Realising that I had done the wrong thing and had earned unexpected and unwanted scorn from boys I did not even know, I decided that I had insufficient interest in the sport to do anything but walk away. The boys were intent on their game and someone else was found to bowl the ball in the correct cricket manner. Unnoticed, I stepped away and decided, “I’ll never do that again”.
Choices
My childish choice was motivated by a sense of offence and rejection, at the hands of those who deemed themselves qualified to scorn others. My tender, boyish spirit had been offended. I was unprepared for being placed in a position of unwanted scorn. Clearly there was much that I needed to learn to be able to engage in the process of playing cricket without risking further unwanted rebuke, and my level of fascination with the game did not draw me to navigating that level of risk.
Simply put, I was hurt by an attempt to play cricket and so I walked away from the game. I never again took interest in the sport, until my own sons induced me to join in their back-yard game. And guess which part of the process I found the most daunting. Bowling the ball is the one thing which I was most sensitive about.
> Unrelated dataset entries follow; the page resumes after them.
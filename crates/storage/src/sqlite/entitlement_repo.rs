use chrono::Utc;
use exam_core::model::{EntitlementRecord, UserId};

use super::SqliteRepository;
use super::mapping::{db_err, map_entitlement_row};
use crate::repository::{EntitlementRepository, StorageError};

#[async_trait::async_trait]
impl EntitlementRepository for SqliteRepository {
    async fn get_entitlement(
        &self,
        user_id: UserId,
    ) -> Result<Option<EntitlementRecord>, StorageError> {
        // A plain LIMIT 1 read: zero rows is a normal outcome, not an error.
        let row = sqlx::query(
            r"
            SELECT user_id, active, never_expires, expires_at, note
            FROM user_access
            WHERE user_id = ?1
            LIMIT 1
            ",
        )
        .bind(user_id.to_string())
        .fetch_optional(&self.pool)
        .await
        .map_err(db_err)?;

        row.map(|row| map_entitlement_row(&row)?.into_record())
            .transpose()
    }

    async fn upsert_entitlement(&self, record: &EntitlementRecord) -> Result<(), StorageError> {
        sqlx::query(
            r"
            INSERT INTO user_access (user_id, active, never_expires, expires_at, note, updated_at)
            VALUES (?1, ?2, ?3, ?4, ?5, ?6)
            ON CONFLICT(user_id) DO UPDATE SET
                active = excluded.active,
                never_expires = excluded.never_expires,
                expires_at = excluded.expires_at,
                note = excluded.note,
                updated_at = excluded.updated_at
            ",
        )
        .bind(record.user_id.to_string())
        .bind(i64::from(record.active))
        .bind(i64::from(record.never_expires))
        .bind(record.expires_at)
        .bind(record.note.as_deref())
        .bind(Utc::now())
        .execute(&self.pool)
        .await
        .map_err(db_err)?;

        Ok(())
    }
}
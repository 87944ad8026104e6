//! Read-only projections handed to a UI. Nothing here exposes correctness
//! before grading.

use serde::Serialize;

use exam_core::model::{ChoiceId, Question, QuestionId, ScoreReport};

use crate::preload::ImageState;

/// Position and answer counts for the progress bar.
#[derive(Debug, Clone, Copy, PartialEq, Eq, Serialize)]
pub struct SessionProgress {
    /// Zero-based index of the current question.
    pub index: usize,
    pub total: usize,
    pub answered: usize,
    /// Position as a whole percent, rounded half up.
    pub percent: u32,
    pub is_last: bool,
    pub can_go_next: bool,
    pub is_finished: bool,
}

#[derive(Debug, Clone, PartialEq, Eq, Serialize)]
pub struct ChoiceView {
    pub id: ChoiceId,
    pub text: String,
    pub selected: bool,
}

#[derive(Debug, Clone, PartialEq, Eq, Serialize)]
pub struct ImageView {
    pub url: String,
    pub alt: Option<String>,
    pub state: ImageState,
}

#[derive(Debug, Clone, PartialEq, Eq, Serialize)]
pub struct QuestionView {
    pub id: QuestionId,
    pub text: String,
    pub multiple: bool,
    pub image: Option<ImageView>,
    pub choices: Vec<ChoiceView>,
}

impl QuestionView {
    pub(crate) fn build(
        question: &Question,
        is_selected: impl Fn(ChoiceId) -> bool,
        image_state: impl Fn(&str) -> ImageState,
    ) -> Self {
        Self {
            id: question.id(),
            text: question.text().to_owned(),
            multiple: question.multiple(),
            image: question.image().map(|image| ImageView {
                url: image.url.as_str().to_owned(),
                alt: image.alt.clone(),
                state: image_state(image.url.as_str()),
            }),
            choices: question
                .choices()
                .iter()
                .map(|c| ChoiceView {
                    id: c.id(),
                    text: c.text().to_owned(),
                    selected: is_selected(c.id()),
                })
                .collect(),
        }
    }
}

/// What the learner should see right now.
#[derive(Debug, Clone, PartialEq, Eq, Serialize)]
#[serde(tag = "kind", rename_all = "snake_case")]
pub enum ExamView {
    /// Nothing loaded yet.
    Idle,
    /// The bank is large; waiting for a `SampleMode`.
    ChooseSample { topic: String, bank_size: usize },
    /// Images are being fetched.
    Preloading { loaded: usize, total: usize },
    /// The topic has no questions.
    Empty { topic: String },
    Question {
        topic: String,
        bank_size: usize,
        question: QuestionView,
        progress: SessionProgress,
    },
    Report { topic: String, report: ScoreReport },
}
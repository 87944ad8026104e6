use thiserror::Error;

use crate::model::{QuestionError, TopicError};

#[derive(Debug, Error)]
pub enum Error {
    #[error(transparent)]
    Question(#[from] QuestionError),
    #[error(transparent)]
    Topic(#[from] TopicError),
}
That is metaphoric of the whole process of cutting off the source of our hurt. When we are offended by some process or other we instinctively choose to avoid it and the unwanted negatives that flow to us from it.
I Hate School
Consider the situation of a child who is embarrassed by a school teacher. Maybe they are asked to answer a question or read out loud, and their wrong answer or some other issue causes the teacher or students to react, snicker, rebuke or otherwise respond in an unwanted manner.
If a child feels offended by their experience at school, either in the classroom or the playground, they can decide that they will avoid it. They may announce to their parents that, “I hate school!” They may tell their mum that they want to stay home. They may cry when taken to school and plead with their parents that they want to stay home. Such reactions are common.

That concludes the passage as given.